PETA Statement: Critical Violation at Yerkes National Primate Research Center
For Immediate Release:
November 12, 2021
Contact:
Amanda Hays 202-483-7382
Please see the following statement from PETA Senior Vice President Kathy Guillermo on the U.S. Department of Agriculture’s citation for a critical violation of animal welfare laws inside Yerkes National Primate Research Center:
Shoddy, careless, and dangerous—that’s the only way to describe Yerkes National Primate Research Center’s experimental and “care” practices. Yerkes was just cited by the U.S. Department of Agriculture (USDA) for the death of a monkey whose leg was caught between two metal sheets, apparently in an outdoor enclosure. It’s not clear whether the animal died of blood loss, of dehydration, or in some other painful way. Yerkes has a long history of animal welfare violations. Monkeys have died from starvation, strangulation, suffocation, heatstroke, asphyxiation from their own vomit, self-mutilation, being scalded to death after a cage was placed in an automated washer while the animal was still inside, trauma and shock, and sepsis.
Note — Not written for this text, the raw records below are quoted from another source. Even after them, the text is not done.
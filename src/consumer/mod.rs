//! Queue consumers.
//!
//! One `QueueConsumer` serves one queue: it pulls deliveries one at a time
//! (prefetch 1 by default), invokes the bound handler with a fresh
//! `MessageContext`, and settles each delivery according to its
//! `FailurePolicy`. Handler failures never escape the loop.
//!
//! ```text
//! Idle -> Dispatched -> { Acked | NackedRequeue | NackedDrop }
//! ```

mod handler;

use std::sync::Arc;
use std::time::Duration;

use async_trait::async_trait;
use backon::{BackoffBuilder, ExponentialBuilder};
use bytes::Bytes;
use futures::StreamExt;
use tokio::task::{JoinError, JoinHandle};
use tracing::{debug, error, info, warn, Instrument};

pub use handler::{
    EventHandler, FailurePolicy, HandlerError, JsonHandler, MessageContext, MessageHandler,
};

use crate::bus::{Broker, BusError, Delivery, Disposition, QueueSpec};
use crate::wire::message_digest;

/// Default number of unacknowledged deliveries per consumer.
pub const DEFAULT_PREFETCH: u16 = 1;

/// Lifecycle of one delivery inside a consumer.
#[derive(Debug, Clone, Copy, PartialEq, Eq)]
pub enum DeliveryState {
    Idle,
    Dispatched,
    Acked,
    NackedRequeue,
    NackedDrop,
}

impl From<Disposition> for DeliveryState {
    fn from(disposition: Disposition) -> Self {
        match disposition {
            Disposition::Ack => Self::Acked,
            Disposition::Requeue => Self::NackedRequeue,
            Disposition::Drop => Self::NackedDrop,
        }
    }
}

/// Bare requeue on transient failure; fatal failures are dropped so a
/// malformed or rejected payload is not redelivered forever.
#[derive(Debug, Default, Clone, Copy)]
pub struct RequeueOnFailure;

#[async_trait]
impl FailurePolicy for RequeueOnFailure {
    async fn on_failure(
        &self,
        ctx: &MessageContext,
        _body: &Bytes,
        error: &HandlerError,
    ) -> Disposition {
        if error.is_fatal() {
            error!(
                queue = %ctx.queue,
                message_key = %ctx.message_key,
                error = %error,
                "Dropping message that cannot succeed"
            );
            Disposition::Drop
        } else {
            warn!(
                queue = %ctx.queue,
                message_key = %ctx.message_key,
                error = %error,
                "Handler failed, requeueing"
            );
            Disposition::Requeue
        }
    }
}

/// Consumer loop for one queue.
#[derive(Clone)]
pub struct QueueConsumer {
    broker: Arc<dyn Broker>,
    spec: QueueSpec,
    prefetch: u16,
    handler: Arc<dyn MessageHandler>,
    policy: Arc<dyn FailurePolicy>,
}

impl QueueConsumer {
    pub fn new(
        broker: Arc<dyn Broker>,
        spec: QueueSpec,
        handler: Arc<dyn MessageHandler>,
        policy: Arc<dyn FailurePolicy>,
    ) -> Self {
        Self {
            broker,
            spec,
            prefetch: DEFAULT_PREFETCH,
            handler,
            policy,
        }
    }

    pub fn with_prefetch(mut self, prefetch: u16) -> Self {
        self.prefetch = prefetch.max(1);
        self
    }

    pub fn queue(&self) -> &str {
        &self.spec.name
    }

    /// Handle one delivery and settle it. Returns the terminal state.
    pub async fn process(&self, delivery: Delivery) -> DeliveryState {
        let message_key = self
            .handler
            .message_key(&delivery.body)
            .unwrap_or_else(|| message_digest(&delivery.body));
        let ctx = MessageContext::for_delivery(&delivery, message_key);

        let span = tracing::info_span!(
            "bus.consume",
            queue = %ctx.queue,
            delivery_tag = ctx.delivery_tag,
            message_key = %ctx.message_key
        );

        async {
            debug!(state = ?DeliveryState::Dispatched, redelivered = ctx.redelivered, retries = ctx.retries, "Dispatching");

            let disposition = match self.handler.handle(&ctx, &delivery.body).await {
                Ok(()) => {
                    self.policy.on_success(&ctx).await;
                    Disposition::Ack
                }
                Err(e) => self.policy.on_failure(&ctx, &delivery.body, &e).await,
            };

            let state = DeliveryState::from(disposition);
            // Settle errors are logged by the delivery
            let _ = delivery.settle(disposition).await;
            debug!(state = ?state, "Settled");
            state
        }
        .instrument(span)
        .await
    }

    /// Declare the queue and process deliveries until the broker closes.
    ///
    /// Reconnects with exponential backoff and jitter when the consumer cannot
    /// be opened or its stream fails.
    pub async fn run(self) {
        let backoff_builder = ExponentialBuilder::default()
            .with_min_delay(Duration::from_millis(100))
            .with_max_delay(Duration::from_secs(30))
            .with_jitter();

        let mut backoff_iter = backoff_builder.build();
        let queue = self.spec.name.clone();

        loop {
            match self.open().await {
                Ok(mut stream) => {
                    info!(queue = %queue, prefetch = self.prefetch, "Consumer connected, processing messages");
                    // Reset backoff on successful connection
                    backoff_iter = backoff_builder.build();

                    let mut state = DeliveryState::Idle;
                    while let Some(delivery) = stream.next().await {
                        match delivery {
                            Ok(delivery) => {
                                state = self.process(delivery).await;
                            }
                            Err(e) => {
                                error!(queue = %queue, error = %e, "Consumer delivery error, will reconnect");
                                break;
                            }
                        }
                    }

                    info!(queue = %queue, last_state = ?state, "Consumer stream ended");
                }
                Err(BusError::Closed) => {
                    info!(queue = %queue, "Broker closed, stopping consumer");
                    return;
                }
                Err(e) => {
                    let delay = backoff_iter.next().unwrap_or(Duration::from_secs(30));
                    error!(
                        queue = %queue,
                        error = %e,
                        backoff_ms = %delay.as_millis(),
                        "Failed to set up consumer, retrying after backoff"
                    );
                    tokio::time::sleep(delay).await;
                    continue;
                }
            }

            // Brief pause before reconnecting after stream end (not error)
            let delay = backoff_iter.next().unwrap_or(Duration::from_secs(30));
            tokio::time::sleep(delay).await;
        }
    }

    async fn open(&self) -> crate::bus::Result<crate::bus::DeliveryStream> {
        self.broker.declare_queue(&self.spec).await?;
        self.broker.consume(&self.spec.name, self.prefetch).await
    }

    /// Run the consumer loop as a background task.
    pub fn spawn(self) -> ConsumerHandle {
        let queue = self.spec.name.clone();
        let handle = tokio::spawn(self.run());
        ConsumerHandle { queue, handle }
    }
}

/// Handle to a running consumer task.
#[derive(Debug)]
pub struct ConsumerHandle {
    queue: String,
    handle: JoinHandle<()>,
}

impl ConsumerHandle {
    pub fn queue(&self) -> &str {
        &self.queue
    }

    pub fn is_finished(&self) -> bool {
        self.handle.is_finished()
    }

    /// Stop the consumer. In-flight handler work is abandoned.
    pub fn abort(&self) {
        self.handle.abort();
    }

    /// Wait for the consumer loop to end.
    pub async fn join(self) -> Result<(), JoinError> {
        self.handle.await
    }
}
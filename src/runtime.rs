//! Consumer pipeline wiring.
//!
//! Builds one consumer per queue from configuration and runs them as
//! independent tasks:
//! - rider events: retry tracker, then poison queue
//! - rider poison queue: delay ladder, then drop
//! - licence plate renames and their poison queue (when configured)
//! - chunked transfers: bare requeue into the chunk reassembler
//!
//! The retry tracker and the reassembly buffers are owned here and shared
//! by the consumers that need them.

use std::sync::Arc;

use tracing::info;

use crate::bus::{self, Broker, BusError, ChannelBroker, QueueSpec};
use crate::config::{Config, MessagingConfig, MessagingType};
use crate::consumer::{
    ConsumerHandle, FailurePolicy, JsonHandler, MessageHandler, QueueConsumer, RequeueOnFailure,
};
use crate::handlers::{FleetRegistry, RenameLicencePlate, RiderDirectory, UpsertRider};
use crate::poison::{DelayLadder, DelayedRetry, PoisonEscalator};
use crate::reassembly::{ChunkReassembler, FileSink};
use crate::retry::{RetryPolicy, RetryTracker};

/// Connect to the broker selected by configuration.
pub async fn connect(config: &MessagingConfig) -> bus::Result<Arc<dyn Broker>> {
    match config.messaging_type {
        MessagingType::Channel => {
            info!("Using in-process channel broker");
            Ok(Arc::new(ChannelBroker::new()))
        }
        #[cfg(feature = "amqp")]
        MessagingType::Amqp => {
            let broker = bus::AmqpBroker::new(&config.amqp).await?;
            Ok(Arc::new(broker))
        }
        #[cfg(not(feature = "amqp"))]
        MessagingType::Amqp => Err(BusError::Connection(
            "AMQP support not compiled in; enable the `amqp` feature".to_string(),
        )),
    }
}

/// Domain collaborators the consumers hand messages to.
#[derive(Clone)]
pub struct Collaborators {
    pub riders: Arc<dyn RiderDirectory>,
    pub images: Arc<dyn FileSink>,
    /// Required when a licence plate queue is configured.
    pub fleet: Option<Arc<dyn FleetRegistry>>,
}

/// Consumers ready to start.
pub struct Pipeline {
    consumers: Vec<QueueConsumer>,
    tracker: Arc<RetryTracker>,
    reassembler: Arc<ChunkReassembler>,
}

impl Pipeline {
    /// Declare every queue and build the consumers.
    pub async fn build(
        broker: Arc<dyn Broker>,
        config: &Config,
        collaborators: Collaborators,
    ) -> bus::Result<Self> {
        let messaging = &config.messaging;
        let queues = &messaging.queues;
        let policy = RetryPolicy::from_config(&config.retry);
        let tracker = Arc::new(RetryTracker::from_policy(&policy));

        let mut builder = StreamBuilder {
            broker: Arc::clone(&broker),
            policy,
            tracker: Arc::clone(&tracker),
            prefetch: messaging.prefetch,
            consumers: Vec::new(),
        };

        let riders: Arc<dyn MessageHandler> =
            Arc::new(JsonHandler::new(UpsertRider::new(collaborators.riders)));
        builder
            .tracked(
                &queues.events,
                &queues.poison,
                &messaging.delay_queue_prefix,
                riders,
            )
            .await?;

        if let Some(plates) = &queues.plates {
            let Some(fleet) = collaborators.fleet else {
                return Err(BusError::Declare {
                    queue: plates.clone(),
                    message: "licence plate queue configured without a fleet registry".to_string(),
                });
            };
            let renames: Arc<dyn MessageHandler> =
                Arc::new(JsonHandler::new(RenameLicencePlate::new(fleet)));
            let prefix = format!("{}-retry", queues.plates_poison);
            builder
                .tracked(plates, &queues.plates_poison, &prefix, renames)
                .await?;
        }

        let reassembler = Arc::new(ChunkReassembler::new(collaborators.images));
        builder.plain(&queues.chunks, reassembler.clone()).await?;

        Ok(Self {
            consumers: builder.consumers,
            tracker,
            reassembler,
        })
    }

    /// Names of the consumed queues.
    pub fn queues(&self) -> Vec<&str> {
        self.consumers.iter().map(|c| c.queue()).collect()
    }

    /// Spawn every consumer.
    pub fn start(self) -> RunningPipeline {
        let handles: Vec<ConsumerHandle> = self
            .consumers
            .into_iter()
            .map(QueueConsumer::spawn)
            .collect();
        info!(consumers = handles.len(), "Pipeline started");
        RunningPipeline {
            handles,
            tracker: self.tracker,
            reassembler: self.reassembler,
        }
    }
}

/// Handles to the running consumers.
pub struct RunningPipeline {
    handles: Vec<ConsumerHandle>,
    tracker: Arc<RetryTracker>,
    reassembler: Arc<ChunkReassembler>,
}

impl RunningPipeline {
    pub fn tracker(&self) -> &Arc<RetryTracker> {
        &self.tracker
    }

    pub fn reassembler(&self) -> &Arc<ChunkReassembler> {
        &self.reassembler
    }

    pub fn handles(&self) -> &[ConsumerHandle] {
        &self.handles
    }

    /// Stop every consumer. In-flight handler work is abandoned.
    pub fn shutdown(&self) {
        for handle in &self.handles {
            handle.abort();
        }
        info!("Pipeline stopped");
    }

    /// Wait until every consumer loop has ended.
    pub async fn join(self) {
        for handle in self.handles {
            let queue = handle.queue().to_string();
            if let Err(e) = handle.join().await {
                if !e.is_cancelled() {
                    tracing::error!(queue = %queue, error = %e, "Consumer task failed");
                }
            }
        }
    }
}

struct StreamBuilder {
    broker: Arc<dyn Broker>,
    policy: RetryPolicy,
    tracker: Arc<RetryTracker>,
    prefetch: u16,
    consumers: Vec<QueueConsumer>,
}

impl StreamBuilder {
    /// Primary queue with counted retries, its poison queue and delay ladder.
    async fn tracked(
        &mut self,
        primary: &str,
        poison: &str,
        ladder_prefix: &str,
        handler: Arc<dyn MessageHandler>,
    ) -> bus::Result<()> {
        let poison_spec = QueueSpec::transient(poison);
        self.broker.declare_queue(&poison_spec).await?;

        let ladder = Arc::new(DelayLadder::new(ladder_prefix, poison, &self.policy));
        ladder.declare_all(self.broker.as_ref()).await?;

        let escalator = PoisonEscalator::new(
            Arc::clone(&self.broker),
            Arc::clone(&self.tracker),
            poison_spec.clone(),
        );
        self.push(QueueSpec::transient(primary), handler.clone(), Arc::new(escalator))
            .await?;

        let delayed = DelayedRetry::new(Arc::clone(&self.broker), ladder, self.policy.clone());
        self.push(poison_spec, handler, Arc::new(delayed)).await
    }

    /// Queue with bare requeue on failure.
    async fn plain(&mut self, queue: &str, handler: Arc<dyn MessageHandler>) -> bus::Result<()> {
        self.push(QueueSpec::transient(queue), handler, Arc::new(RequeueOnFailure))
            .await
    }

    async fn push(
        &mut self,
        spec: QueueSpec,
        handler: Arc<dyn MessageHandler>,
        policy: Arc<dyn FailurePolicy>,
    ) -> bus::Result<()> {
        self.broker.declare_queue(&spec).await?;
        let consumer = QueueConsumer::new(Arc::clone(&self.broker), spec, handler, policy)
            .with_prefetch(self.prefetch);
        self.consumers.push(consumer);
        Ok(())
    }
}
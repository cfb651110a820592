//! Motobus - resilient broker consumption
//!
//! Keeps independently owned data stores eventually consistent by consuming
//! domain events and chunked file transfers from a message broker, with
//! bounded retries, a poison queue and delay-based backoff before a message
//! is dropped.

pub mod bus;
pub mod config;
pub mod consumer;
pub mod handlers;
pub mod poison;
pub mod publisher;
pub mod reassembly;
pub mod retry;
pub mod runtime;
pub mod utils;
pub mod wire;

#[cfg(test)]
pub(crate) mod test_utils;
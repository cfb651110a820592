//! Domain collaborators bound to the consumers.
//!
//! The consumer core only sees the outcome of these handlers. Each one
//! delegates to a narrow store trait; the in-memory stores back standalone
//! mode and tests.

pub mod fleet;
pub mod images;
pub mod riders;

pub use fleet::{FleetRegistry, InMemoryFleetRegistry, RenameLicencePlate};
pub use images::RiderImageStore;
pub use riders::{InMemoryRiderDirectory, RiderDirectory, UpsertRider};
Recent inspection reports reveal that monkeys suffered from debilitating pain and, in one case, died after gauze had been left in an animal’s abdomen during experimental surgery. A 7-month-old female monkey died after having been left behind and forgotten inside an unattended cage. And a juvenile monkey had to be euthanized after a rubber band that had been tied to his wrist became embedded in his body after staff neglected to remove it. Staff had used rubber bands to tie him down while he was being tattooed with an identification number. Between 1997 and 2005, the USDA fined Yerkes $17,375 for a litany of serious animal welfare violations. In 2007, it was ordered to pay $15,000 by an administrative law judge for “willful violations” of the federal Animal Welfare Act. Emory University should shut down the miserable mess today.